:: WHAT YOU SHOULD DO ::
Precise copying is required. Return the data below in full.

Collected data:
***

//! User deletion worker.
//!
//! Polls the deletion queue through [`UserService::dequeue_and_delete`]
//! until told to stop. An idle queue is polled every `poll_interval`; a
//! failed poll waits `error_backoff` before the next attempt. A full batch
//! is followed immediately by the next one.

use std::future::Future;
use std::sync::Arc;
use std::time::Duration;

use crate::config::{Config, DELETION_ERROR_BACKOFF_MS};
use crate::errors::AppResult;
use crate::services::UserService;

/// Totals for one worker run.
#[derive(Debug, Clone, Copy, Default, PartialEq, Eq)]
pub struct WorkerStats {
    pub batches: u64,
    pub deleted: u64,
    pub failed_polls: u64,
}

pub struct DeletionWorker {
    users: Arc<dyn UserService>,
    batch_size: i64,
    poll_interval: Duration,
    error_backoff: Duration,
}

impl DeletionWorker {
    pub fn new(users: Arc<dyn UserService>, config: &Config) -> Self {
        Self {
            users,
            batch_size: config.deletion_batch_size,
            poll_interval: config.deletion_poll_interval,
            error_backoff: Duration::from_millis(DELETION_ERROR_BACKOFF_MS),
        }
    }

    pub fn with_error_backoff(mut self, backoff: Duration) -> Self {
        self.error_backoff = backoff;
        self
    }

    /// Process a single batch.
    pub async fn tick(&self) -> AppResult<usize> {
        self.users.dequeue_and_delete(self.batch_size).await
    }

    /// Poll until `shutdown` completes. A batch in progress is finished first.
    pub async fn run_until<S>(&self, shutdown: S) -> WorkerStats
    where
        S: Future<Output = ()>,
    {
        tokio::pin!(shutdown);
        let mut stats = WorkerStats::default();

        loop {
            let pause = match self.tick().await {
                Ok(0) => self.poll_interval,
                Ok(deleted) => {
                    tracing::info!(deleted, "Deletion batch processed");
                    stats.deleted += deleted as u64;
                    Duration::ZERO
                }
                Err(e) => {
                    tracing::warn!(error = %e, backoff = ?self.error_backoff, "Deletion poll failed");
                    stats.failed_polls += 1;
                    self.error_backoff
                }
            };
            stats.batches += 1;

            tokio::select! {
                biased;
                _ = &mut shutdown => break,
                _ = tokio::time::sleep(pause) => {}
            }
        }

        tracing::info!(
            batches = stats.batches,
            deleted = stats.deleted,
            failed_polls = stats.failed_polls,
            "Deletion worker stopped"
        );
        stats
    }
}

***

:: WRITTEN SOLUTION ::
//! User deletion worker.
//!
//! Polls the deletion queue through [`UserService::dequeue_and_delete`]
//! until told to stop. An idle queue is polled every `poll_interval`; a
//! failed poll waits `error_backoff` before the next attempt. A full batch
//! is followed immediately by the next one.

use std::future::Future;
use std::sync::Arc;
use std::time::Duration;

use crate::config::{Config, DELETION_ERROR_BACKOFF_MS};
use crate::errors::AppResult;
use crate::services::UserService;

/// Totals for one worker run.
#[derive(Debug, Clone, Copy, Default, PartialEq, Eq)]
pub struct WorkerStats {
    pub batches: u64,
    pub deleted: u64,
    pub failed_polls: u64,
}

pub struct DeletionWorker {
    users: Arc<dyn UserService>,
    batch_size: i64,
    poll_interval: Duration,
    error_backoff: Duration,
}

impl DeletionWorker {
    pub fn new(users: Arc<dyn UserService>, config: &Config) -> Self {
        Self {
            users,
            batch_size: config.deletion_batch_size,
            poll_interval: config.deletion_poll_interval,
            error_backoff: Duration::from_millis(DELETION_ERROR_BACKOFF_MS),
        }
    }

    pub fn with_error_backoff(mut self, backoff: Duration) -> Self {
        self.error_backoff = backoff;
        self
    }

    /// Process a single batch.
    pub async fn tick(&self) -> AppResult<usize> {
        self.users.dequeue_and_delete(self.batch_size).await
    }

    /// Poll until `shutdown` completes. A batch in progress is finished first.
    pub async fn run_until<S>(&self, shutdown: S) -> WorkerStats
    where
        S: Future<Output = ()>,
    {
        tokio::pin!(shutdown);
        let mut stats = WorkerStats::default();

        loop {
            let pause = match self.tick().await {
                Ok(0) => self.poll_interval,
                Ok(deleted) => {
                    tracing::info!(deleted, "Deletion batch processed");
                    stats.deleted += deleted as u64;
                    Duration::ZERO
                }
                Err(e) => {
                    tracing::warn!(error = %e, backoff = ?self.error_backoff, "Deletion poll failed");
                    stats.failed_polls += 1;
                    self.error_backoff
                }
            };
            stats.batches += 1;

            tokio::select! {
                biased;
                _ = &mut shutdown => break,
                _ = tokio::time::sleep(pause) => {}
            }
        }

        tracing::info!(
            batches = stats.batches,
            deleted = stats.deleted,
            failed_polls = stats.failed_polls,
            "Deletion worker stopped"
        );
        stats
    }
}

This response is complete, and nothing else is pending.